The warriors of medieval Italy practised a complex and complete martial
art, which included the wielding of sword, axe and spear with wrestling,
knife-fighting and mounted combat. In the waning years of the 14th
century, Fiore dei Liberi was a famed master of this art, whose students
included some of the most renowned and dangerous fighting men of his
day. Credited by fencing historians as the father of Italian
swordmanship, toward the end of his life, Master Fiore preserved his
teachings in a series of illustrated manuscripts, four of which have
survived to the present day, and have become the basis of a worldwide
effort to reconstruct this lost martial art. This magnum opus, Il Fior
di Batalgia (The Flower of Battle), composed in early 1409, is one of
the oldest, most extensive, and most clearly elucidated martial arts
treatises from the medieval period. Freelance Academy Press is proud to
present Flowers of Battle, a multi-volume series of lavishly illustrated
hardcover books, combining full color facsimiles of the Master's
original manuscripts, professional, annotated translations, and
extensive peer-reviewed essays. Volume III, Florius de Arte Luctandi,
presents a translation, transcription and reproduction of
chronologically the last, most recently discovered, and visually most
lush Flower of Battle manuscript. This posthumous work raises more
questions than it answers: for whom was the manuscript creared and why?

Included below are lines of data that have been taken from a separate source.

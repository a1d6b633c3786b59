//! Keyed single-shot callbacks for GATT operation results.

mod registry;

pub use self::registry::{
    Completion, DiscoverServices, ExecuteReliableWrite, GattCallbackRegistry, Handler,
    OperationFamily, PendingCallbacks, ReadCharacteristic, ReadDescriptor, ReadPhy, ReadRssi,
    RequestMtu, SetNotify, SetPreferredPhy, WriteCharacteristic, WriteDescriptor, operation_key,
};
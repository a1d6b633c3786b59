use std::io;
use std::sync::Arc;

use anyhow::{Context, Result};
use serde::Serialize;
use tokio::sync::mpsc;
use tokio::time::{Instant, timeout_at};
use tracing::{debug, instrument};

use super::command::{OutputFormat, ScanArgs};
use super::ui::{NearbyView, Painter};
use crate::central::Central;
use crate::model::{Peripheral, PeripheralAddress};
use crate::scanner::{
    InclusionFilter, MinimumRssiFilter, NamePrefixFilter, OutOfRangeFilter, ScanEvent,
    ScanSettings, StaleAdvertisementFilter,
};

#[derive(Debug, Serialize)]
struct NearbyEntry<'a> {
    address: &'a PeripheralAddress,
    name: Option<&'a str>,
    rssi: Option<i16>,
}

/// Executes the `scan` command.
#[instrument(skip(central, out), level = "info", fields(duration = ?args.duration))]
pub(crate) async fn run<W>(
    central: &Central,
    args: &ScanArgs,
    out: &mut W,
    output_format: OutputFormat,
    use_colour: bool,
) -> Result<()>
where
    W: io::Write,
{
    let mut inclusion_filters: Vec<Arc<dyn InclusionFilter>> = Vec::new();
    if let Some(min_rssi) = args.min_rssi {
        inclusion_filters.push(Arc::new(MinimumRssiFilter { min_rssi }));
    }
    if let Some(prefix) = &args.name_prefix {
        inclusion_filters.push(Arc::new(NamePrefixFilter {
            prefix: prefix.clone(),
        }));
    }

    let stale: Arc<dyn OutOfRangeFilter> = Arc::new(StaleAdvertisementFilter {
        max_age: args.duration,
    });

    let (observer, mut events) = mpsc::unbounded_channel();
    let settings = ScanSettings::builder()
        .inclusion_filters(inclusion_filters)
        .out_of_range_filters(vec![stale])
        .observer(Arc::new(observer))
        .build();
    central.scanner().start(settings).await;

    let deadline = Instant::now() + args.duration;
    let mut nearby = Vec::new();
    let interrupted = tokio::signal::ctrl_c();
    tokio::pin!(interrupted);
    loop {
        let event = tokio::select! {
            signal = &mut interrupted => {
                signal.context("failed to listen for Ctrl-C")?;
                debug!("scan interrupted");
                break;
            }
            received = timeout_at(deadline, events.recv()) => match received {
                Ok(Some(event)) => event,
                Ok(None) | Err(_) => break,
            },
        };
        match event {
            ScanEvent::ListChanged(list) => nearby = list,
            ScanEvent::Ended(Some(error)) => return Err(error.into()),
            ScanEvent::Ended(None) => break,
            ScanEvent::Started | ScanEvent::StartDeferred(_) => {
                debug!(?event, "scan progress");
            }
        }
    }
    central.scanner().stop().await;

    write_nearby(out, &nearby, output_format, use_colour)
}

fn write_nearby<W>(
    out: &mut W,
    nearby: &[Arc<Peripheral>],
    output_format: OutputFormat,
    use_colour: bool,
) -> Result<()>
where
    W: io::Write,
{
    match output_format {
        OutputFormat::Pretty => {
            writeln!(out, "{}", NearbyView::new(nearby, Painter::new(use_colour)))?;
        }
        OutputFormat::Json => {
            let entries: Vec<NearbyEntry<'_>> = nearby
                .iter()
                .map(|peripheral| NearbyEntry {
                    address: peripheral.address(),
                    name: peripheral.name(),
                    rssi: peripheral.rssi(),
                })
                .collect();
            serde_json::to_writer_pretty(&mut *out, &entries)?;
            writeln!(out)?;
        }
    }
    Ok(())
}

Why was it translated into a complex, humanistic Latin, and from what
prior source? Why are there clear nomenclatures and instruction
differences between this and the other three manuscripts, and do these
changes reflect an evolution in the Master's thinking, or errors in
transmission? Mondschein and Mele tackle these questions and more in a
lavishly illustrated introduction that seeks to set the manuscript in
context, as an objet d'art, as an example of Renaissance patronage, and
as a practical martial arts memorial.